In the book of Genesis, the garden of Eden is portrayed as a high place where heaven and earth are one and human relationships reflect this unity. But Eden is lost when humans rebel against God, so the unity between heaven, earth, and all humanity is fractured. God’s work throughout the rest of the Bible is all about recovering this lost unity. Israel’s tabernacle and temple served as symbolic Edens as they allowed for human and divine space to overlap. Because of Jesus, this place is no longer limited to one location, and the unity of Eden can be experienced wherever God’s people gather together in his love.

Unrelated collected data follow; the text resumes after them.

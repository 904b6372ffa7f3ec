pub mod dialog_box;
pub mod hud;
pub mod overlays;

use bevy::prelude::*;

use crate::game_state::SimSet;
use dialog_box::{advance_dialog, setup_dialog_box, sync_dialog_box};
use hud::{setup_hud, update_exit_hint, update_objective, update_prompt};
use overlays::{close_overlay, setup_overlays, sync_overlays};

/// Thin presentation layer over the simulation core. It only reads core
/// state and reports completions/closures back as events.
pub struct UiPlugin;

impl Plugin for UiPlugin {
    fn build(&self, app: &mut App) {
        app.add_systems(Startup, (setup_hud, setup_dialog_box, setup_overlays))
            .add_systems(
                Update,
                (
                    (advance_dialog, sync_dialog_box).chain(),
                    (close_overlay, sync_overlays).chain(),
                    update_objective,
                    update_prompt,
                    update_exit_hint,
                )
                    // Lock/event mutations land after the whole simulation
                    // chain, so a frame reads a consistent lock throughout.
                    .after(SimSet::Cinematic),
            );
    }
}

#[cfg(test)]
mod tests {
    use super::*;
    use bevy::state::app::StatesPlugin;

    use crate::cinematic::CanExitCinematicChanged;
    use crate::game_state::{AppState, ControlLock};
    use crate::quest::dialog::{script, DialogKind};
    use crate::quest::{ActiveDialog, DialogCompleted, OverlayClosed, QuestState};
    use crate::world::HoverState;

    #[derive(Resource, Default)]
    struct LockSeenByCharacter(Option<bool>);

    fn record_lock(lock: Res<ControlLock>, mut seen: ResMut<LockSeenByCharacter>) {
        seen.0 = Some(lock.blocked());
    }

    #[test]
    fn dialog_close_unblocks_movement_only_on_the_next_frame() {
        let mut app = App::new();
        app.add_plugins(StatesPlugin)
            .init_state::<AppState>()
            .configure_sets(
                Update,
                (
                    SimSet::Look,
                    SimSet::Character,
                    SimSet::Camera,
                    SimSet::Interaction,
                    SimSet::Quest,
                    SimSet::Cinematic,
                )
                    .chain(),
            )
            .init_resource::<ControlLock>()
            .init_resource::<ActiveDialog>()
            .init_resource::<QuestState>()
            .init_resource::<HoverState>()
            .init_resource::<LockSeenByCharacter>()
            .add_event::<DialogCompleted>()
            .add_event::<OverlayClosed>()
            .add_event::<CanExitCinematicChanged>()
            .add_systems(Update, record_lock.in_set(SimSet::Character))
            .add_plugins(UiPlugin);

        // A one-line dialog is open and Enter is pressed this frame.
        app.world_mut()
            .resource_mut::<ActiveDialog>()
            .open(script(DialogKind::WrongObject, "Friend"));
        app.world_mut().resource_mut::<ControlLock>().dialog_open = true;
        let mut keys = ButtonInput::<KeyCode>::default();
        keys.press(KeyCode::Enter);
        app.insert_resource(keys);

        app.update();

        // The character systems still saw the lock on the closing frame.
        assert_eq!(app.world().resource::<LockSeenByCharacter>().0, Some(true));
        // But the dialog did close and reported its completion.
        assert!(!app.world().resource::<ControlLock>().dialog_open);
        assert!(!app
            .world()
            .resource::<Events<DialogCompleted>>()
            .is_empty());
    }
}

This is beautiful, but it also kind of sounds like a fantasy, especially when we acknowledge the Church’s brokenness and failures. For this week’s Bible study, we’re inviting you to reflect on what it really means to be a unified temple of God. When followers of Jesus bridge the dividing lines of race, class, and nationality, when they honor each other as equal members in God’s family, they become a place where heaven and earth are one. Listen in to the recording below to understand more about the rich symbolism of the temple and God’s Eden ideal for humanity.

Question 1:What part of the video stirred up curiosity, a new thought, or a sense of awe?

Read: Ephesians 2:13-22

All the nations, also known as Gentiles, were once separated from Israel’s temple. Literal walls kept them from accessing God’s presence on earth. But it was always God’s plan for Israel to be a light to all the nations, so that everyone could have access to his life and love. Though Israel failed to faithfully shine this light, Jesus carried Israel’s story forward by tearing down the walls of division and rebuilding the temple. But instead of building with bricks, this time he built a whole new temple made of both Jews and Gentiles. Now God’s presence can live inside of a unified multiethnic group of people.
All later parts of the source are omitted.